▸ Problem requirements
Each line from the start of the entries through the line that contains "the configuration, e.g." should be output exactly, please.

▸ Data provided
============================================================

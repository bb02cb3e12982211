#![forbid(unsafe_code)]

mod data;
mod error;
mod layers;
mod view;

pub use data::{Data, ScoreLoaderKind, Scores, SourceKind};
pub use error::Error;
pub use layers::{CellShape, InfraColoring, Layers, ProbabilityScheme, ScoreScheme, Tension};
pub use view::View;

use figment::{
    Figment,
    providers::{Env, Format, Serialized, Toml},
};
use serde::{Deserialize, Serialize};
use std::path::Path;

/// Prefix of environment variables overriding the configuration, e.g.
/// `VELOMENAJ_DATA__ROOT=/srv/data`.
pub const ENV_PREFIX: &str = "VELOMENAJ_";

#[derive(Debug, Clone, Default, Serialize, Deserialize, PartialEq)]
#[serde(default)]
pub struct Config {
    pub data: Data,
    pub view: View,
    pub layers: Layers,
}

impl Config {
    /// Defaults merged with the environment.
    pub fn new() -> Result<Self, Error> {
        let config: Self = Self::figment().extract().map_err(Box::new)?;
        Ok(config.clamp())
    }

    /// Load the configuration file at `path`, then apply environment
    /// overrides.
    pub fn load(path: impl AsRef<Path>) -> Result<Self, Error> {
        let path = path.as_ref();
        if !path.is_file() {
            return Err(Error::InvalidPath(path.to_owned()));
        }

        let config: Self = Figment::from(Serialized::defaults(Self::default()))
            .merge(Toml::file(path))
            .merge(Self::environment())
            .extract()
            .map_err(Box::new)?;
        Ok(config.clamp())
    }

    /// Render as a TOML document.
    pub fn to_toml(&self) -> Result<String, Error> {
        Ok(toml_edit::ser::to_string_pretty(self)?)
    }

    fn figment() -> Figment {
        Figment::from(Serialized::defaults(Self::default())).merge(Self::environment())
    }

    fn environment() -> Env {
        Env::prefixed(ENV_PREFIX).split("__")
    }

    fn clamp(self) -> Self {
        Self {
            layers: self.layers.clamp(),
            ..self
        }
    }
}

#[cfg(test)]
mod tests {
    use super::*;
    use figment::Jail;

    #[test]
    fn load_merges_file_over_defaults() {
        Jail::expect_with(|jail| {
            jail.create_file(
                "velomenaj.toml",
                r#"
                [data]
                root = "/srv/velo"

                [data.scores]
                loader = "embedded"

                [view]
                default_year = 2020

                [layers]
                probability_scheme = "continuous"
                stats_top = 0

                [layers.prediction_cell]
                shape = "grid"
                lat_step = 0.003
                lon_step = 0.004
                "#,
            )?;

            let config = Config::load("velomenaj.toml").map_err(|err| err.to_string())?;
            assert_eq!(config.data.root, "/srv/velo");
            assert_eq!(config.data.infrastructure, "infra.json");
            assert_eq!(config.data.scores.loader, ScoreLoaderKind::Embedded);
            assert_eq!(config.view.default_year, Some(2020));
            assert_eq!(config.view.min_year, 2014);
            assert_eq!(
                config.layers.probability_scheme,
                ProbabilityScheme::Continuous
            );
            assert_eq!(config.layers.stats_top, 1);
            assert_eq!(
                config.layers.prediction_cell,
                CellShape::Grid {
                    lat_step: 0.003,
                    lon_step: 0.004
                }
            );
            Ok(())
        });
    }

    #[test]
    fn environment_overrides_file() {
        Jail::expect_with(|jail| {
            jail.create_file("velomenaj.toml", "[view]\nmin_year = 2015\n")?;
            jail.set_env("VELOMENAJ_VIEW__MIN_YEAR", "2016");
            jail.set_env("VELOMENAJ_LAYERS__SCORE_SCHEME", "hsl");

            let config = Config::load("velomenaj.toml").map_err(|err| err.to_string())?;
            assert_eq!(config.view.min_year, 2016);
            assert_eq!(config.layers.score_scheme, ScoreScheme::Hsl);
            Ok(())
        });
    }

    #[test]
    fn new_reads_environment() {
        Jail::expect_with(|jail| {
            jail.set_env("VELOMENAJ_DATA__ROOT", "/srv/velo");
            jail.set_env("VELOMENAJ_LAYERS__SCORE_SCHEME", "hsl");

            let config = Config::new().map_err(|err| err.to_string())?;
            assert_eq!(config.data.root, "/srv/velo");
            assert_eq!(config.layers.score_scheme, ScoreScheme::Hsl);
            Ok(())
        });
    }

    #[test]
    fn new_rejects_malformed_environment() {
        Jail::expect_with(|jail| {
            jail.set_env("VELOMENAJ_DATA__ROOT", "/srv/velo");
            jail.set_env("VELOMENAJ_LAYERS__SCORE_SCHEME", "bogus");

            assert!(matches!(Config::new(), Err(Error::Figment(_))));
            Ok(())
        });
    }

    #[test]
    fn missing_file_is_invalid_path() {
        let dir = tempfile::tempdir().unwrap();
        let path = dir.path().join("absent.toml");
        assert!(matches!(Config::load(&path), Err(Error::InvalidPath(p)) if p == path));
    }

    #[test]
    fn toml_dump_reloads_to_same_config() {
        let dir = tempfile::tempdir().unwrap();
        let path = dir.path().join("dump.toml");
        let config = Config::default();
        std::fs::write(&path, config.to_toml().unwrap()).unwrap();

        assert_eq!(Config::load(&path).unwrap(), config);
    }
}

============================================================

▸ Your response
repository bb02cb3e12982211
#![forbid(unsafe_code)]

mod data;
mod error;
mod layers;
mod view;

pub use data::{Data, ScoreLoaderKind, Scores, SourceKind};
pub use error::Error;
pub use layers::{CellShape, InfraColoring, Layers, ProbabilityScheme, ScoreScheme, Tension};
pub use view::View;

use figment::{
    Figment,
    providers::{Env, Format, Serialized, Toml},
};
use serde::{Deserialize, Serialize};
use std::path::Path;

/// Prefix of environment variables overriding the configuration, e.g.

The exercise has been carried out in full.